Qwen3.6 35B MoE on 8GB VRAM — working llama-server config + a max_tokens / thinking trap I ran into
Posted by Antonio_Sammarzano@reddit | LocalLLaMA | View on Reddit | 34 comments
Hi all,
I wanted to share a setup that’s working for me with Qwen3.6-35B-A3B on a laptop RTX 4060 (8GB VRAM) + 96GB RAM.
This is not an interactive chat setup. I’m using it as a coding subagent inside an agentic pipeline, so some of the choices below are specific to that use case.
Hardware / runtime
- GPU: RTX 4060 Laptop, 8GB VRAM
- RAM: 96GB DDR5
- Runtime: llama-server
- Model: Qwen3.6-35B-A3B GGUF
- Use case: coding subagent / structured pipeline work
Current server command
llama-server \
-m Qwen3.6-35B-A3B-Q4_K_M.gguf \
-ngl 99 \
--n-cpu-moe 99 \
-c 50000 \
-np 1 \
-fa on \
--cache-type-k q8_0 \
--cache-type-v turbo2 \
--no-mmap \
--mlock \
--ctx-checkpoints 1 \
--cache-ram 0 \
--jinja \
--reasoning on \
--reasoning-budget -1 \
-b 2048 \
-ub 2048
PowerShell env:
$env:LLAMA_SET_ROWS = "1"
$env:LLAMA_CHAT_TEMPLATE_KWARGS = '{"preserve_thinking":true}'
Notes on the non-obvious choices
--n-cpu-moe 99: on 8GB VRAM, I’m currently pushing MoE layers to CPU. This is partly based on my own constraints and partly on community tuning discussions, not on official guidance.-np 1: this is a single-user / single-agent setup, so I don’t want extra slots wasting RAM.-b 2048 -ub 2048: in my tests this gave noticeably better prefill on prompts above \~2K tokens than lower defaults.LLAMA_SET_ROWS=1: community tip, easy to try, seems worth keeping.preserve_thinking: true: I’m using this because Qwen3.6 explicitly supports it, and for agent workflows it helps keep prior reasoning in cache instead of re-deriving everything every turn.
Important distinction: official vs empirical
A few things here are officially documented for Qwen3.6:
enable_thinkingpreserve_thinking- thinking mode being on by default
- recommended sampling presets for coding / thinking / non-thinking use
Other parts of this config are just my current best empirical setup or community-derived tuning, especially around MoE placement, KV config, and batch / ubatch choices.
So I’m posting this as “working setup + observations”, not as a universal best config.
The trap I ran into: thinking can eat the whole output budget
What initially looked like a weird bug turned out to be a budgeting issue.
I’m calling llama-server through the OpenAI-compatible API with chat.completions.create, and I was setting max_tokens per request.
With:
--reasoning on--reasoning-budget -1- moderately large prompts
- coding tasks that invite long internal reasoning
…the model could spend the entire output budget on thinking and return no useful visible answer.
In practice I saw cases like this:
| max_tokens | thinking | finish_reason | visible code output | elapsed |
|---|---|---|---|---|
| 6000 | ON | length |
empty / unusable | \~190s |
| 10000 | ON | length |
empty / unusable | \~330s |
| 5000 | OFF | stop |
\~3750 tokens of clean code | \~126s |
So for some coding tasks, the model wasn’t “failing” in the classic sense.

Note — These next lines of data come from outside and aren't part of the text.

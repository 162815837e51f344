//! Tier source watching
//!
//! Three triggers lead to a reload of the identity map and the limits file:
//! filesystem notifications, a modification-time poll, and explicit requests
//! through a [`ReloadHandle`]. All of them funnel into one task, so reloads
//! are serialized. Parsing runs on the blocking pool and only the final
//! snapshot swap is visible to requests.

use crate::error::{GatewayError, Result};
use crate::tiers::{TierSources, TierStore};
use notify::{Config, Event, EventKind, RecommendedWatcher, RecursiveMode, Watcher};
use std::collections::HashSet;
use std::path::{Path, PathBuf};
use std::sync::Arc;
use std::time::{Duration, SystemTime};
use tokio::sync::mpsc;
use tokio::task::JoinHandle;
use tracing::{debug, error, info, warn};

/// Hot reload configuration
#[derive(Debug, Clone, serde::Deserialize, serde::Serialize)]
pub struct HotReloadConfig {
    /// Enable hot reload
    #[serde(default = "default_enabled")]
    pub enabled: bool,
    /// Quiet period after a file event before reloading
    #[serde(default = "default_debounce_ms")]
    pub debounce_ms: u64,
    /// Modification-time polling interval, 0 disables polling
    #[serde(default = "default_poll_interval")]
    pub poll_interval_secs: u64,
}

fn default_enabled() -> bool {
    true
}

fn default_debounce_ms() -> u64 {
    1000 // 1 second
}

fn default_poll_interval() -> u64 {
    5
}

impl Default for HotReloadConfig {
    fn default() -> Self {
        Self {
            enabled: default_enabled(),
            debounce_ms: default_debounce_ms(),
            poll_interval_secs: default_poll_interval(),
        }
    }
}

#[derive(Debug, Clone, Copy, PartialEq, Eq)]
enum ReloadTrigger {
    FileEvent,
    Explicit,
}

/// Requests a reload from outside the watcher
#[derive(Clone)]
pub struct ReloadHandle {
    tx: mpsc::Sender<ReloadTrigger>,
}

impl ReloadHandle {
    /// Queue a reload. Returns false if the watcher is gone.
    pub fn trigger(&self) -> bool {
        match self.tx.try_send(ReloadTrigger::Explicit) {
            Ok(()) => true,
            // A reload is already queued
            Err(mpsc::error::TrySendError::Full(_)) => true,
            Err(mpsc::error::TrySendError::Closed(_)) => false,
        }
    }
}

/// Modification time and length of one source file
#[derive(Debug, Clone, Copy, PartialEq, Eq)]
struct FileStamp {
    modified: Option<SystemTime>,
    len: u64,
}

impl FileStamp {
    fn read(path: &Path) -> Option<Self> {
        let metadata = std::fs::metadata(path).ok()?;
        Some(Self {
            modified: metadata.modified().ok(),
            len: metadata.len(),
        })
    }
}

/// Detects source changes by comparing file metadata
pub struct SourcePoller {
    sources: TierSources,
    last: [Option<FileStamp>; 2],
}

impl SourcePoller {
    pub fn new(sources: TierSources) -> Self {
        let last = Self::stamp(&sources);
        Self { sources, last }
    }

    fn stamp(sources: &TierSources) -> [Option<FileStamp>; 2] {
        sources.paths().map(FileStamp::read)
    }

    /// True if either source changed since the last call
    pub fn check_for_changes(&mut self) -> bool {
        let current = Self::stamp(&self.sources);
        if current == self.last {
            return false;
        }
        self.last = current;
        true
    }

    /// Record the current state as seen
    pub fn mark_seen(&mut self) {
        self.last = Self::stamp(&self.sources);
    }
}

/// Watches the tier sources and reloads the store on change
pub struct HotReloadService {
    store: Arc<TierStore>,
    sources: TierSources,
    debounce_duration: Duration,
    poll_interval: Option<Duration>,
}

impl HotReloadService {
    /// Create a new hot reload service for a file-backed store
    pub fn new(store: Arc<TierStore>, config: &HotReloadConfig) -> Result<Self> {
        let sources = store
            .sources()
            .cloned()
            .ok_or_else(|| GatewayError::Config("Tier store has no source files".to_string()))?;

        Ok(Self {
            store,
            sources,
            debounce_duration: Duration::from_millis(config.debounce_ms),
            poll_interval: Some(Duration::from_secs(config.poll_interval_secs))
                .filter(|interval| !interval.is_zero()),
        })
    }

    /// Start watching. The returned handle queues explicit reloads.
    pub fn start(self) -> Result<(ReloadHandle, JoinHandle<()>)> {
        let (tx, rx) = mpsc::channel(16);
        let watcher = self.watch_sources(tx.clone())?;

        info!(
            mapping = %self.sources.mapping_path.display(),
            limits = %self.sources.limits_path.display(),
            debounce_ms = self.debounce_duration.as_millis() as u64,
            poll_secs = self.poll_interval.map(|d| d.as_secs()).unwrap_or(0),
            "Hot reload watcher started"
        );

        let task = tokio::spawn(async move {
            // Keep watcher alive
            let _watcher = watcher;
            self.run(rx).await;
        });

        Ok((ReloadHandle { tx }, task))
    }

    fn watch_sources(&self, tx: mpsc::Sender<ReloadTrigger>) -> Result<RecommendedWatcher> {
        let watched: HashSet<PathBuf> = self
            .sources
            .paths()
            .iter()
            .map(|path| absolute(path))
            .collect();

        let mut watcher: RecommendedWatcher = Watcher::new(
            move |res: notify::Result<Event>| match res {
                Ok(event) => {
                    let relevant = matches!(
                        event.kind,
                        EventKind::Modify(_) | EventKind::Create(_) | EventKind::Remove(_)
                    ) && event.paths.iter().any(|path| watched.contains(path));

                    if relevant {
                        // A full queue already holds a pending reload
                        let _ = tx.try_send(ReloadTrigger::FileEvent);
                    }
                }
                Err(e) => warn!(error = %e, "File watcher error"),
            },
            Config::default(),
        )
        .map_err(|e| GatewayError::Watcher(format!("Failed to create file watcher: {}", e)))?;

        // Watch the directories so files replaced by rename are still seen
        let directories: HashSet<PathBuf> = self
            .sources
            .paths()
            .iter()
            .map(|path| {
                absolute(path)
                    .parent()
                    .map(Path::to_path_buf)
                    .unwrap_or_else(|| PathBuf::from("."))
            })
            .collect();

        for directory in &directories {
            watcher
                .watch(directory, RecursiveMode::NonRecursive)
                .map_err(|e| {
                    GatewayError::Watcher(format!(
                        "Failed to watch {}: {}",
                        directory.display(),
                        e
                    ))
                })?;
        }

        Ok(watcher)
    }

    async fn run(self, mut rx: mpsc::Receiver<ReloadTrigger>) {
        let mut poller = SourcePoller::new(self.sources.clone());
        let mut ticker = self.poll_interval.map(|interval| {
            let mut ticker = tokio::time::interval(interval);
            ticker.set_missed_tick_behavior(tokio::time::MissedTickBehavior::Delay);
            ticker
        });

        loop {
            let reason = tokio::select! {
                trigger = rx.recv() => match trigger {
                    Some(ReloadTrigger::FileEvent) => {
                        // Let a burst of writes settle, then fold queued events
                        tokio::time::sleep(self.debounce_duration).await;
                        while let Ok(queued) = rx.try_recv() {
                            debug!(?queued, "Coalescing reload trigger");
                        }
                        "file-event"
                    }
                    Some(ReloadTrigger::Explicit) => "explicit",
                    None => break,
                },
                _ = tick(&mut ticker) => {
                    if !poller.check_for_changes() {
                        continue;
                    }
                    "mtime-poll"
                }
            };

            self.reload(reason).await;
            poller.mark_seen();
        }

        debug!("Hot reload watcher stopped");
    }

    async fn reload(&self, reason: &'static str) {
        debug!(reason, "Reloading tier configuration");

        let store = self.store.clone();
        match tokio::task::spawn_blocking(move || store.reload()).await {
            Ok(Ok(version)) => info!(reason, version, "Tier configuration reloaded"),
            // The store already logged the rejected source
            Ok(Err(_)) => {}
            Err(e) => error!(reason, error = %e, "Reload task failed"),
        }
    }
}

async fn tick(ticker: &mut Option<tokio::time::Interval>) {
    match ticker {
        Some(ticker) => {
            ticker.tick().await;
        }
        None => std::future::pending().await,
    }
}

fn absolute(path: &Path) -> PathBuf {
    std::fs::canonicalize(path).unwrap_or_else(|_| {
        std::env::current_dir()
            .map(|dir| dir.join(path))
            .unwrap_or_else(|_| path.to_path_buf())
    })
}

/// Start watching a file-backed store
pub fn watch_tier_sources(
    store: Arc<TierStore>,
    config: &HotReloadConfig,
) -> Result<(ReloadHandle, JoinHandle<()>)> {
    HotReloadService::new(store, config)?.start()
}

It was just burning the whole budget on reasoning.
The useful part: there is a per-request fix
I originally thought reasoning budget might only be controllable server-side.

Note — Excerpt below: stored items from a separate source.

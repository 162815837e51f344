use crate::counters::{CounterSettings, MIN_ENTRIES};
use crate::error::{GatewayError, Result};
use crate::hotreload::HotReloadConfig;
use crate::tiers::TierSources;
use axum::http::HeaderName;
use serde::{Deserialize, Serialize};
use std::path::{Path, PathBuf};
use std::time::Duration;

/// Main gateway configuration
#[derive(Debug, Clone, Serialize, Deserialize)]
pub struct GatewayConfig {
    /// Server configuration
    #[serde(default)]
    pub server: ServerConfig,
    /// Tier source files
    #[serde(default)]
    pub tiers: TierFilesConfig,
    /// Credential extraction
    #[serde(default)]
    pub credentials: CredentialsConfig,
    /// Rate counter table
    #[serde(default)]
    pub counters: CountersConfig,
    /// Tier source watching
    #[serde(default)]
    pub hot_reload: HotReloadConfig,
    /// Admitted response decoration
    #[serde(default)]
    pub response: ResponseConfig,
    #[serde(default)]
    pub logging: LoggingConfig,
}

/// Server configuration
#[derive(Debug, Clone, Serialize, Deserialize)]
pub struct ServerConfig {
    /// Server host address
    #[serde(default = "default_host")]
    pub host: String,
    /// Server port
    #[serde(default = "default_port")]
    pub port: u16,
}

/// Where the identity map and the limits file live
#[derive(Debug, Clone, Serialize, Deserialize)]
pub struct TierFilesConfig {
    #[serde(default = "default_mapping_path")]
    pub mapping_path: PathBuf,
    #[serde(default = "default_limits_path")]
    pub limits_path: PathBuf,
    /// Unmapped identities with this prefix resolve to `basic`; empty disables it
    #[serde(default = "default_test_prefix")]
    pub test_identity_prefix: String,
}

#[derive(Debug, Clone, Serialize, Deserialize)]
pub struct CredentialsConfig {
    /// Headers consulted when no S3 credential is present
    #[serde(default = "default_fallback_headers")]
    pub fallback_headers: Vec<String>,
}

#[derive(Debug, Clone, Serialize, Deserialize)]
pub struct CountersConfig {
    /// Entries idle for this many windows are evicted
    #[serde(default = "default_idle_windows")]
    pub idle_windows: u32,
    #[serde(default = "default_sweep_interval")]
    pub sweep_interval_secs: u64,
    #[serde(default = "default_max_entries")]
    pub max_entries: usize,
}

#[derive(Debug, Clone, Serialize, Deserialize)]
pub struct ResponseConfig {
    /// Add X-RateLimit-* headers to admitted responses
    #[serde(default = "default_true")]
    pub expose_headers: bool,
}

#[derive(Debug, Clone, Serialize, Deserialize)]
pub struct LoggingConfig {
    #[serde(default)]
    pub format: LogFormat,
}

#[derive(Debug, Clone, Copy, Default, Serialize, Deserialize, PartialEq, Eq)]
#[serde(rename_all = "lowercase")]
pub enum LogFormat {
    #[default]
    Compact,
    Json,
}

fn default_true() -> bool {
    true
}

fn default_host() -> String {
    "0.0.0.0".to_string()
}

fn default_port() -> u16 {
    8080
}

fn default_mapping_path() -> PathBuf {
    PathBuf::from("config/identities.map")
}

fn default_limits_path() -> PathBuf {
    PathBuf::from("config/limits.yaml")
}

fn default_test_prefix() -> String {
    "test-".to_string()
}

fn default_fallback_headers() -> Vec<String> {
    vec!["X-Api-Key".to_string()]
}

fn default_idle_windows() -> u32 {
    2
}

fn default_sweep_interval() -> u64 {
    30
}

fn default_max_entries() -> usize {
    100_000
}

impl Default for ServerConfig {
    fn default() -> Self {
        Self {
            host: default_host(),
            port: default_port(),
        }
    }
}

impl Default for TierFilesConfig {
    fn default() -> Self {
        Self {
            mapping_path: default_mapping_path(),
            limits_path: default_limits_path(),
            test_identity_prefix: default_test_prefix(),
        }
    }
}

impl TierFilesConfig {
    pub fn sources(&self) -> TierSources {
        TierSources::new(self.mapping_path.clone(), self.limits_path.clone())
    }

    pub fn test_prefix(&self) -> Option<String> {
        Some(self.test_identity_prefix.clone()).filter(|p| !p.is_empty())
    }
}

impl Default for CredentialsConfig {
    fn default() -> Self {
        Self {
            fallback_headers: default_fallback_headers(),
        }
    }
}

impl Default for CountersConfig {
    fn default() -> Self {
        Self {
            idle_windows: default_idle_windows(),
            sweep_interval_secs: default_sweep_interval(),
            max_entries: default_max_entries(),
        }
    }
}

impl CountersConfig {
    pub fn settings(&self) -> CounterSettings {
        CounterSettings {
            idle_windows: self.idle_windows,
            max_entries: self.max_entries,
        }
    }

    pub fn sweep_interval(&self) -> Duration {
        Duration::from_secs(self.sweep_interval_secs)
    }
}

impl Default for ResponseConfig {
    fn default() -> Self {
        Self {
            expose_headers: default_true(),
        }
    }
}

impl Default for LoggingConfig {
    fn default() -> Self {
        Self {
            format: LogFormat::default(),
        }
    }
}

impl GatewayConfig {
    /// Load configuration from a YAML file
    pub fn from_file<P: AsRef<Path>>(path: P) -> Result<Self> {
        let content = std::fs::read_to_string(path)
            .map_err(|e| GatewayError::Config(format!("Failed to read config file: {}", e)))?;

        Self::from_yaml(&content)
    }

    /// Parse configuration from YAML string
    pub fn from_yaml(yaml: &str) -> Result<Self> {
        serde_yaml::from_str(yaml)
            .map_err(|e| GatewayError::Config(format!("Failed to parse config: {}", e)))
    }

    /// Validate configuration
    pub fn validate(&self) -> Result<()> {
        if self.tiers.mapping_path.as_os_str().is_empty() {
            return Err(GatewayError::Config(
                "tiers.mapping_path cannot be empty".to_string(),
            ));
        }
        if self.tiers.limits_path.as_os_str().is_empty() {
            return Err(GatewayError::Config(
                "tiers.limits_path cannot be empty".to_string(),
            ));
        }

        for name in &self.credentials.fallback_headers {
            if HeaderName::from_bytes(name.as_bytes()).is_err() {
                return Err(GatewayError::Config(format!(
                    "Invalid fallback header name '{}'",
                    name
                )));
            }
        }

        if self.counters.idle_windows < 2 {
            return Err(GatewayError::Config(
                "counters.idle_windows must be at least 2".to_string(),
            ));
        }
        if self.counters.sweep_interval_secs == 0 {
            return Err(GatewayError::Config(
                "counters.sweep_interval_secs must be > 0".to_string(),
            ));
        }
        if self.counters.max_entries < MIN_ENTRIES {
            return Err(GatewayError::Config(format!(
                "counters.max_entries must be at least {}",
                MIN_ENTRIES
            )));
        }

        Ok(())
    }

    /// Create a default configuration for testing
    pub fn default_config() -> Self {
        Self {
            server: ServerConfig::default(),
            tiers: TierFilesConfig::default(),
            credentials: CredentialsConfig::default(),
            counters: CountersConfig::default(),
            hot_reload: HotReloadConfig::default(),
            response: ResponseConfig::default(),
            logging: LoggingConfig::default(),
        }
    }
}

But llama-server supports a per-request field:
{
"thinking_budget_tokens": 1500
}
As I understand it, this works if you did not already fix the reasoning budget via CLI.
So the cleaner approach for my use case is probably:
- don’t hardcode a global reasoning budget if I want request-level control
- disable thinking for straightforward refactors
- use bounded thinking for tasks that genuinely benefit from it
My current rule of thumb
Right now I’m leaning toward:
| Task type | Thinking | My current view |
|---|---|---|
| Clear refactor from precise spec | OFF | better throughput, less token waste |
| Moderately ambiguous coding | ON, but bounded | probably best with request-level budget |
| Architecture / design tradeoffs | ON | worth the cost |
| Fixed-schema extraction / structured transforms | OFF | schema does most of the work |
One more thing: soft switching thinking
For Qwen3.6, I would not rely on /think or /nothink style prompting as if it were the official control surface.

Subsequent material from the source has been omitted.